• **Data supplied**
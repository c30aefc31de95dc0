use axum::http::StatusCode;
use axum::response::{IntoResponse, Response};
use planner_core::error::PlannerError;

// ---------------------------------------------------------------------------
// AppError: unified error type for HTTP responses
// ---------------------------------------------------------------------------

/// Unified error type for HTTP responses.
#[derive(Debug)]
pub struct AppError(pub anyhow::Error);

impl AppError {
    /// 400 Bad Request with the given message.
    pub fn bad_request(msg: impl Into<String>) -> Self {
        Self(PlannerError::InvalidQuery(msg.into()).into())
    }

    /// 401 Unauthorized.
    pub fn unauthenticated() -> Self {
        Self(PlannerError::Unauthenticated.into())
    }

    /// 403 Forbidden with the given reason.
    pub fn forbidden(msg: impl Into<String>) -> Self {
        Self(PlannerError::Forbidden(msg.into()).into())
    }

    fn status(&self) -> StatusCode {
        let Some(e) = self.0.downcast_ref::<PlannerError>() else {
            return StatusCode::INTERNAL_SERVER_ERROR;
        };
        match e {
            PlannerError::NotInitialized => StatusCode::BAD_REQUEST,
            PlannerError::PostNotFound(_) | PlannerError::UserNotFound(_) => {
                StatusCode::NOT_FOUND
            }
            PlannerError::UserExists(_) => StatusCode::CONFLICT,
            PlannerError::InvalidLogin(_)
            | PlannerError::InvalidRole(_)
            | PlannerError::InvalidTaskKind(_)
            | PlannerError::MissingField(_)
            | PlannerError::InvalidDate(_)
            | PlannerError::InvalidQuery(_)
            | PlannerError::UnknownResponsible(_) => StatusCode::BAD_REQUEST,
            PlannerError::InvalidCredentials | PlannerError::Unauthenticated => {
                StatusCode::UNAUTHORIZED
            }
            PlannerError::Forbidden(_) => StatusCode::FORBIDDEN,
            PlannerError::MalformedPasswordHash
            | PlannerError::Io(_)
            | PlannerError::Yaml(_)
            | PlannerError::Json(_) => StatusCode::INTERNAL_SERVER_ERROR,
        }
    }
}

impl IntoResponse for AppError {
    fn into_response(self) -> Response {
        let status = self.status();
        if status.is_server_error() {
            tracing::error!("request failed: {:#}", self.0);
        }
        let body = serde_json::json!({ "error": self.0.to_string() });
        (status, axum::Json(body)).into_response()
    }
}

impl<E> From<E> for AppError
where
    E: Into<anyhow::Error>,
{
    fn from(err: E) -> Self {
        Self(err.into())
    }
}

• **The task**
Send back every line of the listing above exactly.

• **Task response**
repository c30aefc31de95dc0
use axum::http::StatusCode;
use axum::response::{IntoResponse, Response};
use planner_core::error::PlannerError;

// ---------------------------------------------------------------------------
// AppError: unified error type for HTTP responses
// ---------------------------------------------------------------------------

/// Unified error type for HTTP responses.
#[derive(Debug)]
pub struct AppError(pub anyhow::Error);

impl AppError {
    /// 400 Bad Request with the given message.
    pub fn bad_request(msg: impl Into<String>) -> Self {
        Self(PlannerError::InvalidQuery(msg.into()).into())
    }

    /// 401 Unauthorized.
    pub fn unauthenticated() -> Self {
        Self(PlannerError::Unauthenticated.into())
    }

    /// 403 Forbidden with the given reason.
    pub fn forbidden(msg: impl Into<String>) -> Self {
        Self(PlannerError::Forbidden(msg.into()).into())
    }

    fn status(&self) -> StatusCode {
        let Some(e) = self.0.downcast_ref::<PlannerError>() else {
            return StatusCode::INTERNAL_SERVER_ERROR;
        };
        match e {
            PlannerError::NotInitialized => StatusCode::BAD_REQUEST,
            PlannerError::PostNotFound(_) | PlannerError::UserNotFound(_) => {
                StatusCode::NOT_FOUND
            }
            PlannerError::UserExists(_) => StatusCode::CONFLICT,
            PlannerError::InvalidLogin(_)
            | PlannerError::InvalidRole(_)
            | PlannerError::InvalidTaskKind(_)
            | PlannerError::MissingField(_)
            | PlannerError::InvalidDate(_)
            | PlannerError::InvalidQuery(_)
            | PlannerError::UnknownResponsible(_) => StatusCode::BAD_REQUEST,
            PlannerError::InvalidCredentials | PlannerError::Unauthenticated => {
                StatusCode::UNAUTHORIZED
            }
            PlannerError::Forbidden(_) => StatusCode::FORBIDDEN,
            PlannerError::MalformedPasswordHash
            | PlannerError::Io(_)
            | PlannerError::Yaml(_)
            | PlannerError::Json(_) => StatusCode::INTERNAL_SERVER_ERROR,
        }
    }
}

impl IntoResponse for AppError {
    fn into_response(self) -> Response {
        let status = self.status();
        if status.is_server_error() {
            tracing::error!("request failed: {:#}", self.0);
        }
        let body = serde_json::json!({ "error": self.0.to_string() });
        (status, axum::Json(body)).into_response()
    }
}

impl<E> From<E> for AppError
where
    E: Into<anyhow::Error>,
{
    fn from(err: E) -> Self {
        Self(err.into())
    }
}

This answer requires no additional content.